While Sydney stood there, maddeningly impotent, Kim went around the room and collected the pens and notepads that the hotel provided. She disconnected the phone, leaving the phone itself sitting there so the maids wouldn't notice it was missing, but taking the cord with her. She went into the bathroom and checked there. While she was out of sight Sydney stood there, looking longingly at the door, but chained by her fear for Jenner.

Kim came out of the bathroom and nodded approvingly when she saw Sydney still standing in the same place. "Good choice," she said, knowing of course that running had been considered. "Especially since Dori is standing in the foyer and you wouldn't have made it outside."

Just then there was a sound in the foyer as someone knocked briskly at the double doors. Sydney's heart leapt, but then she heard the sound of the door opening and Dori said, "Good Lord! There's enough luggage there for three people!"

Sydney's face burned.

"Do the math," Adam said, amusement in his deep tones. "This was a two-week trip. Most women need more than two tracksuits and three changes of underwear for that length of time."

"I wash out my underwear every night," Dori said, her tone as annoyed as Adam's was amused.

"Just saying. You aren't exactly in a position to judge whether this is a lot of luggage or not."

Their banter spoke of a long relationship but not, to Sydney's ear, of anything romantic. Then Adam came into the bedroom, easily carrying two of her heaviest bags. "We'll need to go through everything, make certain she doesn't have anything in here that could cause us any trouble." He hoisted the bags onto the bed. "You take these two," he said to Kim. "Dori and I will handle the others." He flicked a quick, impersonal look at Sydney. "How's she holding up?"

"She's holding up just fine," Sydney snapped, infuriated that he talked over her as if she weren't there. She was lying, of course, because she wasn't holding up fine, but at least she wasn't a limp puddle on the floor.

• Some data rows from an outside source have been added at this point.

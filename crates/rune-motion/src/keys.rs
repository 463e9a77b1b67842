//! Key reconciliation across successive renders.
//!
//! [`diff`] classifies every key of the previous pass and the next desired
//! list as added, kept or removed, preserving the position of removed keys so
//! they can keep exiting in place.

use serde::{Deserialize, Serialize};
use std::collections::{HashMap, HashSet};

use super::types::Key;

/// Classification of a key in one reconciliation pass.
#[derive(Debug, Clone, Copy, PartialEq, Eq, Hash, Serialize, Deserialize)]
#[serde(rename_all = "snake_case")]
pub enum KeyStatus {
    Add,
    Keep,
    Remove,
    /// Finished exiting; dropped by the next pass.
    Removed,
}

impl KeyStatus {
    /// Whether elements with this status should be shown.
    pub fn is_visible(self) -> bool {
        matches!(self, Self::Add | Self::Keep)
    }
}

/// A key with its classification.
#[derive(Debug, Clone, PartialEq, Eq, Serialize, Deserialize)]
pub struct KeyEntry {
    pub key: Key,
    pub status: KeyStatus,
}

impl KeyEntry {
    pub fn new(key: impl Into<Key>, status: KeyStatus) -> Self {
        Self {
            key: key.into(),
            status,
        }
    }
}

/// First key that occurs more than once in `keys`.
pub fn find_duplicate(keys: &[Key]) -> Option<&Key> {
    let mut seen = HashSet::with_capacity(keys.len());
    keys.iter().find(|key| !seen.insert(*key))
}

/// Reconcile `previous` against the `next` key order.
///
/// Keys of `next` must be unique. A key that ends up both removed and present
/// (removed then re-added within one update) is merged into a single `Keep`.
pub fn diff(previous: &[KeyEntry], next: &[Key]) -> Vec<KeyEntry> {
    let mut entries = Vec::with_capacity(previous.len() + next.len());
    let mut cursor = 0;

    for prev in previous {
        match next[cursor..].iter().position(|key| *key == prev.key) {
            Some(offset) => {
                let hit = cursor + offset;
                entries.extend(
                    next[cursor..hit]
                        .iter()
                        .map(|key| KeyEntry::new(key.clone(), KeyStatus::Add)),
                );
                entries.push(KeyEntry::new(next[hit].clone(), KeyStatus::Keep));
                cursor = hit + 1;
            }
            None => entries.push(KeyEntry::new(prev.key.clone(), KeyStatus::Remove)),
        }
    }

    entries.extend(
        next[cursor..]
            .iter()
            .map(|key| KeyEntry::new(key.clone(), KeyStatus::Add)),
    );

    merge_duplicates(entries)
}

// [a:add, b:keep, a:remove] -> [a:keep, b:keep]
fn merge_duplicates(mut entries: Vec<KeyEntry>) -> Vec<KeyEntry> {
    let mut counts: HashMap<Key, usize> = HashMap::new();
    for entry in &entries {
        *counts.entry(entry.key.clone()).or_default() += 1;
    }
    if counts.values().all(|count| *count == 1) {
        return entries;
    }

    let duplicated = |key: &Key| counts.get(key).is_some_and(|count| *count > 1);
    entries.retain(|entry| !(duplicated(&entry.key) && entry.status == KeyStatus::Remove));
    for entry in entries.iter_mut() {
        if duplicated(&entry.key) {
            entry.status = KeyStatus::Keep;
        }
    }
    entries
}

"Good deal," he said, smiling at her.

She met the smile with a stony gaze. How dare the bastard smile at her?

His expression remained pleasant, because of course he didn't care if she was upset or not, didn't care what she liked or didn't like.

Turning, he started into the foyer to help Kim with searching the rest of Sydney's bags, but he stopped in the bedroom doorway and pulled a small gadget out of his pocket. Flipping out a screwdriver head, he whistled softly as he dismantled the lock on the bedroom door.

Even though logically she knew the flimsy lock wouldn't have kept them out, she had been looking forward to at least the illusion of privacy. Now that was gone, as casually and easily as getting a drink of water.

Her knees wobbled again, so she sat down in the chair and dully watched as all her belongings were sorted through. Kim wasn't careless with the fragile fabrics; she took each garment out separately, and neatly laid it aside, but she was extremely thorough in her search, even checking the lining of the suitcases. Good God, what did they think she was, a spy?

At last the chore was finished. Pausing at the door, Kim said, "We'll bring your cell phone to you in a little while, so you can call Ms. Jenner. Until then, make yourself comfortable."

Comfortable? Comfortable?

Sydney supposed that was possible, at least physically. The bedroom was nice enough. This wasn't a luxury hotel, catering more to the business crowd, but it was decent. But how could she be comfortable when she was a prisoner, when Jenner was, too, somewhere – and they were both likely to die before this was over?

And she still didn't know what the hell these people wanted.